• What to produce
If a line below contains the string "async", copy it out.

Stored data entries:
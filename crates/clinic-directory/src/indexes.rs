//! Composite indexes the clinic listings rely on.

use crate::model::Clinic;
use resource_store::{ActorEntity, IndexDefinition, IndexMode, ResourceClient, StoreError};
use tracing::info;

/// Country listing, city listing and service listing, each best rated first.
pub fn clinic_indexes() -> Vec<IndexDefinition> {
    vec![
        IndexDefinition::new(Clinic::COLLECTION)
            .field("address.country", IndexMode::Ascending)
            .field("rating", IndexMode::Descending),
        IndexDefinition::new(Clinic::COLLECTION)
            .field("address.city", IndexMode::Ascending)
            .field("rating", IndexMode::Descending),
        IndexDefinition::new(Clinic::COLLECTION)
            .field("services", IndexMode::ArrayContains)
            .field("rating", IndexMode::Descending),
    ]
}

/// Declares every clinic index, stopping at the first failure.
///
/// Returns how many were new; existing ones are left as they are.
pub async fn provision(store: &ResourceClient<Clinic>) -> Result<usize, StoreError> {
    let mut created = 0;
    for index in clinic_indexes() {
        if store.create_index(index.clone()).await? {
            info!(%index, "Created index");
            created += 1;
        } else {
            info!(%index, "Index already exists");
        }
    }
    Ok(created)
}

#[cfg(test)]
mod tests {
    use super::*;
    use crate::clinic_actor;

    #[tokio::test]
    async fn test_provision_is_idempotent() {
        let (actor, store) = clinic_actor::new(8);
        tokio::spawn(actor.run(()));

        assert_eq!(provision(&store).await.unwrap(), 3);
        assert_eq!(provision(&store).await.unwrap(), 0);
        assert_eq!(store.list_indexes().await.unwrap(), clinic_indexes());
    }

    #[test]
    fn test_index_shapes() {
        let rendered: Vec<String> = clinic_indexes().iter().map(|i| i.to_string()).collect();
        assert_eq!(
            rendered,
            vec![
                "clinics(address.country ASC, rating DESC)",
                "clinics(address.city ASC, rating DESC)",
                "clinics(services ARRAY_CONTAINS, rating DESC)",
            ]
        );
    }
}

• Finished exercise
pub async fn provision(store: &ResourceClient<Clinic>) -> Result<usize, StoreError> {
    async fn test_provision_is_idempotent() {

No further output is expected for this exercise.